What to work on:
Report the number of lines in the records below that contain the word "ProcessGroupSpec", and nothing more.

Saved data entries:
________________

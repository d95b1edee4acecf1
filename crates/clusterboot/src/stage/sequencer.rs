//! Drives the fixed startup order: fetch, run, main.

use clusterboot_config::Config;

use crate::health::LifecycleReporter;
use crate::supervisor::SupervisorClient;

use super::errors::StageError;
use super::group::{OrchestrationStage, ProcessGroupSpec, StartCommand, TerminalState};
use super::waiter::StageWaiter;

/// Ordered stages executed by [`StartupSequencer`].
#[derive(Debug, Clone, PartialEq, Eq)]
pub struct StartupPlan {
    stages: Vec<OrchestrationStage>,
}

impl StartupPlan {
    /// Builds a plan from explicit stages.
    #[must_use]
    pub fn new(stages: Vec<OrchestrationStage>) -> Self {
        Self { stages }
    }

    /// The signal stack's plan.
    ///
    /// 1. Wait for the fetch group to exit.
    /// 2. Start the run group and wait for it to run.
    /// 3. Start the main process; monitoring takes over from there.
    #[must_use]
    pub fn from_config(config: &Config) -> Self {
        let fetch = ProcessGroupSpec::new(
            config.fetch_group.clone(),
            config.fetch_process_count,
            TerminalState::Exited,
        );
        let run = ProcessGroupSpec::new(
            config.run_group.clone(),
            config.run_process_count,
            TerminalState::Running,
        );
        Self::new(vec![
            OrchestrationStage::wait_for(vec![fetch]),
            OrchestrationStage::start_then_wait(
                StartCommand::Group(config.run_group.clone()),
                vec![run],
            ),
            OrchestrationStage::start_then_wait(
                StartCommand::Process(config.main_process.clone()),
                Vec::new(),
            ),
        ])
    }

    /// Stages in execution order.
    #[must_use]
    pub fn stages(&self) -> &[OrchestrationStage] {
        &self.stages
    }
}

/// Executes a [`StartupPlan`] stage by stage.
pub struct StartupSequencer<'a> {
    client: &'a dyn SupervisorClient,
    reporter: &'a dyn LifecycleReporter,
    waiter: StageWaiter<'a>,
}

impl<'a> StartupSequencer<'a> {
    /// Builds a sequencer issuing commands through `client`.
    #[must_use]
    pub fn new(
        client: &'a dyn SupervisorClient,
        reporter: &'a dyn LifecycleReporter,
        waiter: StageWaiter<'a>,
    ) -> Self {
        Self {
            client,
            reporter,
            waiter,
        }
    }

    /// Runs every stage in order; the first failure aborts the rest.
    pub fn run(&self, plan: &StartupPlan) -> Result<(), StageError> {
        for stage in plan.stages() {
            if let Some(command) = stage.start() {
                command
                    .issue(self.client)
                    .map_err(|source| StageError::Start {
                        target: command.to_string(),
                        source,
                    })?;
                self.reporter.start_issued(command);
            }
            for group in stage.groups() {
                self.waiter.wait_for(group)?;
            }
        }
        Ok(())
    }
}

________________

Task result:
3